Two other alternative scholars, Christopher Knight and Robert Lomas, have extensively studied the location and possible function of these geodetic markers. In their fascinating book, Uriel’s machine, they suggest that one purpose of the geodetic markers was as part of the global network of sophisticated astronomical observatories dedicated to predicting and preparing for future meteoric impacts and crustal displacement cataclysms. The great floods of archaic myths did not result only from the melting of the ice between 13,000 and 8000 BC, but also from two great cataclysms that occurred during and after the melting of ice caps.

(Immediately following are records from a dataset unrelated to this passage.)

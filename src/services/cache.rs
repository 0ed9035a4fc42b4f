use std::collections::HashMap;
use std::path::Path;
use std::sync::{Mutex, PoisonError};

use anyhow::{Context, Result};
use rusqlite::{Connection, OpenFlags, OptionalExtension, params};
use tracing::{debug, warn};

use crate::semantic::{decode_embedding_blob, embedding_text_hash, encode_embedding_blob};
use crate::util::{ensure_parent_directory, now_utc_string};

use super::{EmbeddingClient, ServiceError, ServiceResult};

/// Persistent embedding cache keyed by `(model_id, sha256(text))`.
pub struct EmbeddingStore {
    connection: Connection,
}

impl EmbeddingStore {
    pub fn open(path: &Path) -> Result<Self> {
        ensure_parent_directory(path)?;
        let connection = Connection::open_with_flags(
            path,
            OpenFlags::SQLITE_OPEN_READ_WRITE
                | OpenFlags::SQLITE_OPEN_CREATE
                | OpenFlags::SQLITE_OPEN_NO_MUTEX,
        )
        .with_context(|| format!("failed to open embedding cache: {}", path.display()))?;

        connection
            .pragma_update(None, "journal_mode", "WAL")
            .context("failed to set journal_mode=WAL for embedding cache")?;

        Self::with_connection(connection)
    }

    pub fn with_connection(connection: Connection) -> Result<Self> {
        connection
            .execute_batch(
                "
                CREATE TABLE IF NOT EXISTS embedding_cache (
                  model_id TEXT NOT NULL,
                  text_hash TEXT NOT NULL,
                  embedding BLOB NOT NULL,
                  embedding_dim INTEGER NOT NULL,
                  generated_at TEXT NOT NULL,
                  PRIMARY KEY (model_id, text_hash)
                );
                ",
            )
            .context("failed to create embedding_cache table")?;

        Ok(Self { connection })
    }

    pub fn load(&self, model_id: &str, text: &str) -> Result<Option<Vec<f32>>> {
        let row = self
            .connection
            .query_row(
                "
                SELECT embedding, embedding_dim
                FROM embedding_cache
                WHERE model_id = ?1 AND text_hash = ?2
                LIMIT 1
                ",
                params![model_id, embedding_text_hash(text)],
                |row| Ok((row.get::<_, Vec<u8>>(0)?, row.get::<_, i64>(1)?)),
            )
            .optional()?;

        Ok(row.and_then(|(blob, dim)| decode_embedding_blob(&blob, dim.max(0) as usize)))
    }

    pub fn save(&self, model_id: &str, text: &str, embedding: &[f32]) -> Result<()> {
        self.connection.execute(
            "
            INSERT INTO embedding_cache(model_id, text_hash, embedding, embedding_dim, generated_at)
            VALUES(?1, ?2, ?3, ?4, ?5)
            ON CONFLICT(model_id, text_hash) DO UPDATE SET
              embedding=excluded.embedding,
              embedding_dim=excluded.embedding_dim,
              generated_at=excluded.generated_at
            ",
            params![
                model_id,
                embedding_text_hash(text),
                encode_embedding_blob(embedding),
                embedding.len() as i64,
                now_utc_string(),
            ],
        )?;

        Ok(())
    }
}

/// Memoises embeddings for the lifetime of a run so the question and the
/// schema corpus are each embedded once, optionally persisting them across
/// runs. Cache failures are logged and never fail the embedding call.
pub struct EmbeddingMemo<E> {
    inner: E,
    memory: Mutex<HashMap<String, Vec<f32>>>,
    store: Option<Mutex<EmbeddingStore>>,
}

impl<E: EmbeddingClient> EmbeddingMemo<E> {
    pub fn new(inner: E, store: Option<EmbeddingStore>) -> Self {
        Self {
            inner,
            memory: Mutex::new(HashMap::new()),
            store: store.map(Mutex::new),
        }
    }

    fn lookup(&self, text: &str) -> Option<Vec<f32>> {
        let memory = self.memory.lock().unwrap_or_else(PoisonError::into_inner);
        if let Some(hit) = memory.get(text) {
            return Some(hit.clone());
        }
        drop(memory);

        let store = self.store.as_ref()?;
        let store = store.lock().unwrap_or_else(PoisonError::into_inner);
        match store.load(self.inner.model_id(), text) {
            Ok(Some(hit)) => {
                self.remember(text, &hit);
                Some(hit)
            }
            Ok(None) => None,
            Err(err) => {
                warn!(error = %err, "embedding cache lookup failed");
                None
            }
        }
    }

    fn remember(&self, text: &str, embedding: &[f32]) {
        self.memory
            .lock()
            .unwrap_or_else(PoisonError::into_inner)
            .insert(text.to_string(), embedding.to_vec());
    }

    fn persist(&self, text: &str, embedding: &[f32]) {
        let Some(store) = self.store.as_ref() else {
            return;
        };
        let store = store.lock().unwrap_or_else(PoisonError::into_inner);
        if let Err(err) = store.save(self.inner.model_id(), text, embedding) {
            warn!(error = %err, "embedding cache write failed");
        }
    }
}

impl<E: EmbeddingClient> EmbeddingClient for EmbeddingMemo<E> {
    fn model_id(&self) -> &str {
        self.inner.model_id()
    }

    fn embed_batch(&self, texts: &[&str]) -> ServiceResult<Vec<Vec<f32>>> {
        let mut resolved = texts
            .iter()
            .map(|text| self.lookup(text))
            .collect::<Vec<Option<Vec<f32>>>>();

        let mut missing = Vec::<&str>::new();
        for (text, slot) in texts.iter().zip(resolved.iter()) {
            if slot.is_none() && !missing.contains(text) {
                missing.push(*text);
            }
        }

        if !missing.is_empty() {
            debug!(
                model_id = %self.inner.model_id(),
                requested = texts.len(),
                missing = missing.len(),
                "embedding cache miss"
            );
            let fetched = self.inner.embed_batch(&missing)?;
            for (text, embedding) in missing.iter().zip(fetched.iter()) {
                self.remember(text, embedding);
                self.persist(text, embedding);
            }
            for (text, slot) in texts.iter().zip(resolved.iter_mut()) {
                if slot.is_none() {
                    let position = missing.iter().position(|value| value == text);
                    *slot = position.and_then(|index| fetched.get(index).cloned());
                }
            }
        }

        resolved
            .into_iter()
            .enumerate()
            .map(|(index, slot)| {
                slot.ok_or_else(|| ServiceError::InvalidResponse {
                    service: "embedding",
                    message: format!("no embedding resolved for input {index}"),
                })
            })
            .collect()
    }
}

#[cfg(test)]
mod tests {
    use std::sync::atomic::{AtomicUsize, Ordering};

    use super::*;
    use crate::services::LocalHashEmbedder;

    struct CountingEmbedder {
        inner: LocalHashEmbedder,
        texts_embedded: AtomicUsize,
    }

    impl EmbeddingClient for CountingEmbedder {
        fn model_id(&self) -> &str {
            "counting"
        }

        fn embed_batch(&self, texts: &[&str]) -> ServiceResult<Vec<Vec<f32>>> {
            self.texts_embedded.fetch_add(texts.len(), Ordering::SeqCst);
            self.inner.embed_batch(texts)
        }
    }

    fn counting() -> CountingEmbedder {
        CountingEmbedder {
            inner: LocalHashEmbedder::new(32),
            texts_embedded: AtomicUsize::new(0),
        }
    }

    #[test]
    fn memo_embeds_each_distinct_text_once() {
        let memo = EmbeddingMemo::new(counting(), None);

        let first = memo.embed_batch(&["alpha", "beta", "alpha"]).expect("batch");
        assert_eq!(first.len(), 3);
        assert_eq!(first[0], first[2]);

        let again = memo.embed("beta").expect("cached");
        assert_eq!(again, first[1]);
        assert_eq!(memo.inner.texts_embedded.load(Ordering::SeqCst), 2);
    }

    #[test]
    fn store_serves_embeddings_across_memo_instances() {
        let dir = crate::util::scratch_dir("embedding-cache");
        let path = dir.join("cache.sqlite");

        let first = EmbeddingMemo::new(counting(), Some(EmbeddingStore::open(&path).expect("open")));
        let original = first.embed("county flood claims").expect("embed");
        drop(first);

        let second =
            EmbeddingMemo::new(counting(), Some(EmbeddingStore::open(&path).expect("reopen")));
        let cached = second.embed("county flood claims").expect("cached");
        assert_eq!(cached, original);
        assert_eq!(second.inner.texts_embedded.load(Ordering::SeqCst), 0);
        let _ = std::fs::remove_dir_all(dir);
    }

    #[test]
    fn store_round_trips_through_in_memory_connection() {
        let store = EmbeddingStore::with_connection(Connection::open_in_memory().expect("memory"))
            .expect("schema");
        store.save("m", "text", &[0.5, -0.5]).expect("save");
        assert_eq!(store.load("m", "text").expect("load"), Some(vec![0.5, -0.5]));
        assert_eq!(store.load("other", "text").expect("load"), None);
    }
}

These cataclysmic events, a large displacement of the planet Earth’s crust in 9600 BC, and the seven cometary impacts of 7640 BC, led to massive waves (3-5 Miles High, traveling at over 400 mph for distances up to 2000 miles) , volcanic activity and other earth changes recorded in myths all over the planet. Before the melting of ice caps and these catastrophic events, however, a great maritime civilization may have existed, with its cities along the coastlines now submerged beneath the seas.